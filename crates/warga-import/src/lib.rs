mod errors;
pub use errors::*;

pub mod fields;

pub mod users;
pub use users::{import_users, UserRecord};

pub mod payments;
pub use payments::{import_payments, PaymentRecord};

pub mod export;
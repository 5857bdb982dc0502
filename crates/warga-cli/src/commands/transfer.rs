use std::fs::File;

use anyhow::Result;
use clap::{Args, Subcommand};
use inquire::Confirm;

use warga_data::{Payment, PaymentFilter, Query, Store, User, UserFilter};
use warga_import::{export, import_payments, import_users, payments, users, ImportReport};

use crate::commands::today;

#[derive(Subcommand, Debug)]
pub enum Import {
    /// Import users, each gets the national id as temporary password
    #[clap(name = "users")]
    Users(ImportFile),
    /// Import payments, users are looked up by email
    #[clap(name = "payments")]
    Payments(ImportFile),
}

#[derive(Args, Debug)]
pub struct ImportFile {
    #[clap(short, long)]
    pub file: String,
    /// Do not ask for confirmation
    #[clap(short, long)]
    pub yes: bool,
}

impl ImportFile {
    fn confirm(&self, valid: usize, invalid: usize) -> Result<bool> {
        println!("{}: {} valid rows, {} invalid rows.", self.file, valid, invalid);
        if self.yes {
            return Ok(true);
        }
        let ok = Confirm::new("Import valid rows?").with_default(true).prompt()?;
        Ok(ok)
    }
}

fn print_report(report: &ImportReport) {
    println!("{} rows imported.", report.imported);
    if !report.is_clean() {
        println!();
        println!("Failed rows:");
        for row in &report.failed {
            println!("  {}", row);
        }
    }
}

impl Import {
    pub async fn run<DB: Store>(self, db: &DB) -> Result<()> {
        match self {
            Import::Users(cmd) => {
                let rows = users::parse(File::open(&cmd.file)?)?;
                let invalid = rows.iter().filter(|r| r.is_err()).count();
                if !cmd.confirm(rows.len() - invalid, invalid)? {
                    return Ok(());
                }
                let report = import_users(db, rows, today()).await;
                print_report(&report);
            }
            Import::Payments(cmd) => {
                let rows = payments::parse(File::open(&cmd.file)?)?;
                let invalid = rows.iter().filter(|r| r.is_err()).count();
                if !cmd.confirm(rows.len() - invalid, invalid)? {
                    return Ok(());
                }
                let report = import_payments(db, rows).await;
                print_report(&report);
            }
        }
        Ok(())
    }
}

#[derive(Subcommand, Debug)]
pub enum Export {
    /// Export all users
    #[clap(name = "users")]
    Users(ExportFile),
    /// Export all payments
    #[clap(name = "payments")]
    Payments(ExportFile),
}

#[derive(Args, Debug)]
pub struct ExportFile {
    #[clap(short, long)]
    pub file: String,
}

impl Export {
    pub async fn run<DB: Store>(self, db: &DB) -> Result<()> {
        let users: Vec<User> = db.query(&UserFilter::default()).await?;
        match self {
            Export::Users(cmd) => {
                let count = export::users(File::create(&cmd.file)?, &users)?;
                println!("{} users written to {}.", count, cmd.file);
            }
            Export::Payments(cmd) => {
                let payments: Vec<Payment> = db.query(&PaymentFilter::default()).await?;
                let count = export::payments(File::create(&cmd.file)?, &payments, &users)?;
                println!("{} payments written to {}.", count, cmd.file);
            }
        }
        Ok(())
    }
}
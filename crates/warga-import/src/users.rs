use std::io::Read;

use chrono::NaiveDate;
use csv::{ReaderBuilder, Trim};
use serde::Deserialize;

use warga_auth::{register_account, AuthError, NewAccount};
use warga_data::{Insert, Query, Role, User, UserFilter};

use crate::{fields, ImportError, ImportReport, RowError};

/// A row as found in the file
#[derive(Debug, Default, Deserialize)]
#[serde(default)]
struct UserRow {
    name: String,
    email: String,
    phone: String,
    national_id: String,
    address: String,
    house_number: String,
    role: String,
    membership_date: String,
}

/// A validated user row
#[derive(Debug, Clone, Default, PartialEq)]
pub struct UserRecord {
    pub line: u64,
    pub name: String,
    pub email: String,
    pub phone: String,
    pub national_id: String,
    pub address: String,
    pub house_number: String,
    pub role: Role,
    pub membership_date: Option<NaiveDate>,
}

impl UserRecord {
    fn from_row(line: u64, row: UserRow) -> Result<Self, ImportError> {
        let role = row
            .role
            .parse::<Role>()
            .map_err(|e| ImportError::InvalidValue(e.to_string()))?;
        Ok(Self {
            line,
            name: fields::required(&row.name, "name")?,
            email: fields::email(&row.email)?,
            phone: fields::phone(&row.phone)?,
            national_id: fields::required(&row.national_id, "national_id")?,
            address: row.address.trim().to_string(),
            house_number: row.house_number.trim().to_string(),
            role,
            membership_date: fields::date(&row.membership_date)?,
        })
    }

    pub fn into_account(self, today: NaiveDate) -> NewAccount {
        NewAccount {
            name: self.name,
            email: self.email,
            phone: self.phone,
            national_id: self.national_id,
            address: self.address,
            house_number: self.house_number,
            role: self.role,
            membership_date: self.membership_date.unwrap_or(today),
        }
    }
}

/// Parse a user CSV file with a header row:
/// name,email,phone,national_id,address,house_number,role,membership_date
///
/// Columns may come in any order, missing optional columns are empty.
pub fn parse<R: Read>(reader: R) -> Result<Vec<Result<UserRecord, RowError>>, ImportError> {
    let mut rdr = ReaderBuilder::new()
        .trim(Trim::All)
        .flexible(true)
        .from_reader(reader);
    fields::normalize_headers(&mut rdr)?;
    let headers = rdr.headers()?.clone();

    let mut rows = vec![];
    for result in rdr.records() {
        let record = result?;
        let line = record.position().map(|p| p.line()).unwrap_or_default();
        if record.iter().all(|field| field.is_empty()) {
            continue;
        }
        let row = record
            .deserialize::<UserRow>(Some(&headers))
            .map_err(ImportError::from)
            .and_then(|row| UserRecord::from_row(line, row))
            .map_err(|error| RowError { line, error });
        rows.push(row);
    }
    Ok(rows)
}

/// Register accounts for parsed rows. Failed rows and
/// already known emails end up in the report.
pub async fn import_users<DB>(
    db: &DB,
    rows: Vec<Result<UserRecord, RowError>>,
    today: NaiveDate,
) -> ImportReport
where
    DB: Query<User, Filter = UserFilter> + Insert<User> + Send + Sync,
{
    let mut report = ImportReport::default();
    for row in rows {
        let record = match row {
            Ok(record) => record,
            Err(err) => {
                report.failed.push(err);
                continue;
            }
        };
        let line = record.line;
        match register_account(db, record.into_account(today)).await {
            Ok(user) => {
                tracing::debug!(line, user_id = user.id, "imported user");
                report.imported += 1;
            }
            Err(err) => {
                let error = match err {
                    AuthError::Error(e) => ImportError::Error(e),
                    other => ImportError::InvalidValue(other.to_string()),
                };
                report.failed.push(RowError { line, error });
            }
        }
    }
    tracing::info!(
        imported = report.imported,
        failed = report.failed.len(),
        "user import finished"
    );
    report
}

#[cfg(test)]
mod tests {
    use std::fs::File;

    use super::*;
    use warga_auth::verify_password;
    use warga_db::Connection;

    const CSV: &str = "\
Name,Email,Phone,National_ID,Address,House_Number,Role,Membership_Date
Siti Rahma,siti@warga.test,0812-1111-2222,3174015501900001,Jl. Melati 1,A-1,member,2023-01-15
Budi Santoso,BUDI@warga.test,,3174010101800002,Jl. Melati 2,A-2,admin,15/02/2023
,nobody@warga.test,,1,,,,
Rina,rina@warga,,2,,,,
Agus,agus@warga.test,,3,,,treasurer,
";

    #[test]
    fn test_parse_users() {
        let rows = parse(CSV.as_bytes()).unwrap();
        assert_eq!(rows.len(), 5);

        let siti = rows[0].as_ref().unwrap();
        assert_eq!(siti.line, 2);
        assert_eq!(siti.name, "Siti Rahma");
        assert_eq!(siti.phone, "081211112222");
        assert_eq!(siti.role, Role::Member);
        assert_eq!(
            siti.membership_date,
            Some(NaiveDate::from_ymd_opt(2023, 1, 15).unwrap())
        );

        let budi = rows[1].as_ref().unwrap();
        assert_eq!(budi.email, "budi@warga.test");
        assert_eq!(budi.role, Role::Admin);

        let missing_name = rows[2].as_ref().unwrap_err();
        assert_eq!(missing_name.line, 4);
        assert!(matches!(missing_name.error, ImportError::MissingField("name")));
        assert!(matches!(
            rows[3].as_ref().unwrap_err().error,
            ImportError::InvalidEmail(_)
        ));
        assert!(matches!(
            rows[4].as_ref().unwrap_err().error,
            ImportError::InvalidValue(_)
        ));
    }

    #[test]
    fn test_parse_users_file() {
        let file = File::open("test/users.csv").unwrap();
        let rows = parse(file).unwrap();
        assert_eq!(rows.len(), 3);
        assert!(rows.iter().all(|r| r.is_ok()));
    }

    #[tokio::test]
    async fn test_import_users() {
        let db = Connection::open_test().await;
        let today = NaiveDate::from_ymd_opt(2024, 6, 1).unwrap();

        let rows = parse(CSV.as_bytes()).unwrap();
        let report = import_users(&db, rows, today).await;
        assert_eq!(report.imported, 2);
        assert_eq!(report.failed.len(), 3);

        // Importing again skips known emails
        let rows = parse(CSV.as_bytes()).unwrap();
        let report = import_users(&db, rows, today).await;
        assert_eq!(report.imported, 0);
        assert_eq!(report.failed.len(), 5);
        assert!(report.failed[0].to_string().starts_with("line 2: "));

        let users: Vec<User> = db.query(&UserFilter::default()).await.unwrap();
        assert_eq!(users.len(), 2);
        assert!(users[0].temporary_password);
        assert!(verify_password("3174015501900001", &users[0].password_hash));
    }
}
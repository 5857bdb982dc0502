use chrono::{Local, NaiveDate};

mod users;
pub use users::*;

mod payments;
pub use payments::*;

mod auth;
pub use auth::*;

mod transfer;
pub use transfer::*;

mod templates;
pub use templates::*;

mod notify;
pub use notify::*;

/// The local calendar day
pub fn today() -> NaiveDate {
    Local::now().date_naive()
}
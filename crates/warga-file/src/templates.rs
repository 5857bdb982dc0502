use anyhow::Result;
use async_trait::async_trait;

use warga_data::{Delete, Insert, Query, QueryError, Retrieve, Template, TemplateFilter};

use crate::FileStore;

#[async_trait]
impl Query<Template> for FileStore {
    type Filter = TemplateFilter;

    async fn query(&self, filter: &Self::Filter) -> Result<Vec<Template>> {
        let snapshot = self.read().await?;
        Ok(snapshot
            .templates
            .rows
            .iter()
            .filter(|t| t.matches(filter))
            .cloned()
            .collect())
    }
}

#[async_trait]
impl Retrieve<Template> for FileStore {
    type Key = u32;

    async fn retrieve(&self, id: Self::Key) -> Result<Template> {
        let snapshot = self.read().await?;
        let template = snapshot
            .templates
            .rows
            .iter()
            .find(|t| t.id == id)
            .cloned()
            .ok_or(QueryError::NotFound)?;
        Ok(template)
    }
}

#[async_trait]
impl Insert<Template> for FileStore {
    async fn insert(&self, template: Template) -> Result<Template> {
        self.write(move |snapshot| {
            if snapshot
                .templates
                .rows
                .iter()
                .any(|t| t.name.eq_ignore_ascii_case(&template.name))
            {
                return Err(QueryError::Duplicate(template.name.clone()).into());
            }
            let template = Template {
                id: snapshot.templates.allocate(),
                ..template
            };
            snapshot.templates.rows.push(template.clone());
            Ok(template)
        })
        .await
    }
}

#[async_trait]
impl Delete<Template> for FileStore {
    async fn delete(&self, template: Template) -> Result<()> {
        self.write(move |snapshot| {
            snapshot.templates.rows.retain(|t| t.id != template.id);
            Ok(())
        })
        .await
    }
}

☆ ☆ ☆

## YOUR OBJECTIVE
Using the material above, work out the number of lines that include "push" and answer with that number by itself.

## ANSWER FOR THE TASK
4